Just as Dickens saw Victorian England as a family with the wrong members in control, so the US, in Stephen King's vast new state-of-the-nation novel, is a town with the wrong family in control. Obama may be in the White House, but for a lot of the voters in Chester's Mill, he isn't really their President. Real power is local, and rests in the three Selectmen, of whom one is an ineffectual yes-man, one addicted to pain-killers and the third Big Jim Rennie.

Rennie is an all-American hypocrite whose methamphetamine factory funds, and is excused by, his donations to an ultra-Evangelical church. He starves or funds civic amenities according to who sucked up to him last. When he tells one of his less egregiously incompetent aides that "you're doing one hell of a job", King's not especially subtle reference to the Bush/Cheney years becomes overt.

This is King's Hurricane Katrina novel, but the disaster that strikes Chester's Mill is not the sort of flood or storm that gets classed as an Act of God. The town is suddenly surrounded by an alien force field that lets in some air, some water and radio waves, and not much else. Pacemakers and iPods blow up near it, birds break their necks on it. Chester's Mill is on its own, with limited supplies of food and fuel and the clock ticking on everyone's survival. Stupidity, though, is a far quicker killer than starvation or cold.

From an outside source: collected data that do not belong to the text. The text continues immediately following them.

/// Default smoothing factor for the exponential averages
pub const DEFAULT_ALPHA: f64 = 0.125;

/// One round-trip measurement
#[derive(Debug, Clone, Copy, PartialEq)]
pub struct ClockSample {
    /// Round-trip time (ms)
    pub rtt: f64,
    /// Remote clock minus local clock (ms)
    pub offset: f64,
}

/// Measures RTT and offset from a ping/pong exchange.
///
/// `sent` and `received` are local times of the ping leaving and the pong
/// arriving; `remote` is the responder's timestamp in the pong.
pub fn measure(sent: f64, remote: f64, received: f64) -> ClockSample {
    let rtt = received - sent;
    ClockSample {
        rtt,
        offset: remote - sent - rtt / 2.0,
    }
}

/// Smoothed link estimate
#[derive(Debug, Clone, Copy, PartialEq)]
pub struct ClockFilterState {
    /// Smoothed round-trip time (ms)
    pub rtt: f64,
    /// Smoothed remote-minus-local offset (ms)
    pub offset: f64,
    /// Mean absolute RTT deviation (ms)
    pub jitter: f64,
    /// Samples folded in so far
    pub samples: u64,
}

impl ClockFilterState {
    /// Maps a remote timestamp onto the local clock
    pub fn to_local(&self, remote: f64) -> f64 {
        remote - self.offset
    }
}

/// Exponential-average filter over [`ClockSample`]s
#[derive(Debug, Clone)]
pub struct ClockFilter {
    alpha: f64,
    state: Option<ClockFilterState>,
}

impl Default for ClockFilter {
    fn default() -> Self {
        ClockFilter::new(DEFAULT_ALPHA)
    }
}

impl ClockFilter {
    /// Creates a filter; `alpha` is clamped into (0, 1]
    pub fn new(alpha: f64) -> Self {
        ClockFilter {
            alpha: alpha.clamp(f64::EPSILON, 1.0),
            state: None,
        }
    }

    /// Folds a sample in. Negative or non-finite RTTs are discarded.
    pub fn update(&mut self, sample: ClockSample) -> Option<&ClockFilterState> {
        if !sample.rtt.is_finite() || !sample.offset.is_finite() || sample.rtt < 0.0 {
            return self.state.as_ref();
        }

        let alpha = self.alpha;
        let next = match self.state {
            None => ClockFilterState {
                rtt: sample.rtt,
                offset: sample.offset,
                jitter: 0.0,
                samples: 1,
            },
            Some(prev) => {
                let deviation = (sample.rtt - prev.rtt).abs();
                ClockFilterState {
                    rtt: prev.rtt + alpha * (sample.rtt - prev.rtt),
                    offset: prev.offset + alpha * (sample.offset - prev.offset),
                    jitter: prev.jitter + alpha * (deviation - prev.jitter),
                    samples: prev.samples + 1,
                }
            }
        };
        self.state = Some(next);
        self.state.as_ref()
    }

    /// Current estimate, if any sample arrived
    pub fn state(&self) -> Option<&ClockFilterState> {
        self.state.as_ref()
    }

    /// Forgets all samples
    pub fn reset(&mut self) {
        self.state = None;
    }
}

Everything that happens is seen by Rennie in terms of its effect on his personal power. When the Pentagon reconscripts an Iraq veteran currently working as a short-order cook to be its man on the spot, Rennie kills people who know too much about him, then frames Captain Barbara, throwing a couple of dead women provided by his son, the local serial killer, in for good measure. He burns down the local newspaper, instigates a riot at the supermarket; it would be textbook Machiavellian rule were Rennie not so staggeringly incapable of coming to grips with the town's real problems.

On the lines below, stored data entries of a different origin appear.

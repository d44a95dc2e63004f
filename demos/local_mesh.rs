use std::net::{IpAddr, Ipv4Addr};
use std::sync::Arc;
use std::time::Duration;

use phasor_mesh::network::{LocalRelayHub, SocketTransport};
use phasor_mesh::sync::ClockEvent;
use phasor_mesh::time::SystemClock;
use phasor_mesh::{Config, Node, NodeEvent, PeerId, Role};
use tokio::task::JoinHandle;
use tracing_subscriber::EnvFilter;

const RUN_FOR: Duration = Duration::from_secs(10);

async fn spawn_node(hub: &LocalRelayHub, id: &str, role: Role) -> phasor_mesh::Result<JoinHandle<()>> {
    let peer_id = PeerId::new(id);
    let (transport, links) =
        SocketTransport::bind(peer_id.clone(), IpAddr::V4(Ipv4Addr::LOCALHOST)).await?;
    let (relay, signals) = hub.endpoint();

    let mut config = Config::new(peer_id, role, "demo");
    config.election_window = Duration::from_millis(500);
    let mut node = Node::new(config, transport, relay, Arc::new(SystemClock))?;

    if role == Role::Performer {
        node.schedule_at_phase(
            0.5,
            move |payload, info| {
                println!("{} reached phase {:.3} ({})", payload, info.phase, info.target);
                Ok(())
            },
            serde_json::json!(id),
        )?;
    }

    let mut events = node.subscribe();
    let name = id.to_string();
    tokio::spawn(async move {
        while let Ok(event) = events.recv().await {
            match event {
                NodeEvent::Clock(ClockEvent::PhasorUpdate { .. }) => {}
                NodeEvent::Clock(ClockEvent::SyncUpdate { phase, error, confidence, .. }) => {
                    tracing::debug!(node = %name, phase, error, confidence, "sync");
                }
                NodeEvent::Clock(ClockEvent::CycleStart { cycle }) => {
                    println!("{:>6} cycle {}", name, cycle);
                }
                other => println!("{:>6} {:?}", name, other),
            }
        }
    });

    Ok(tokio::spawn(async move {
        if let Err(e) = node.run(links, signals, tokio::time::sleep(RUN_FOR)).await {
            eprintln!("node failed: {}", e);
        }
    }))
}

#[tokio::main]
async fn main() -> phasor_mesh::Result<()> {
    tracing_subscriber::fmt()
        .with_env_filter(EnvFilter::try_from_default_env().unwrap_or_else(|_| EnvFilter::new("info")))
        .init();

    let hub = LocalRelayHub::new();
    let mut handles = vec![spawn_node(&hub, "conductor", Role::Conductor).await?];
    for id in ["perf-a", "perf-b"] {
        handles.push(spawn_node(&hub, id, Role::Performer).await?);
    }

    println!("Running a conductor and two performers for {:?}", RUN_FOR);
    for handle in handles {
        let _ = handle.await;
    }
    println!("Done");
    Ok(())
}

King's problems with the subtle, and his love of big melodramatic set-pieces, work for him here. This is a book about how easily irrationality takes over and how hard it is for intelligent and competent people to realise their enemies' stupidity. For much of its length, Under the Dome talks quite specifically about the American polity and its problems - cronyism, the condoning of brutality, voters who want a candidate they could have a beer with even if he despises them. But when the bills come due in Chester's Mill, they come for all of us. Air grows stale; water pools and grows stagnant; particulates clog the air. Even without the crowning idiocy that brings about the book's apocalyptic climax, Chester's Mill is going to choke and fry like the whole world will, quite soon.

Captain Barbara and his ineffectual liberal aallies have flaws of their own, aside from lack of imagination. Barbara has a dark past, and the middle- aged editor has spent her life being too comfortable about other people's corruption. If Under the Dome has a weakness, it is that King's sentimental fondness for his inadequate good people undercuts the driving scorn with which he treats everyone else. In this book some survive through the kindness of strangers. Faced with environmental collapse and political tyranny, this is a prescription of doubtful utility.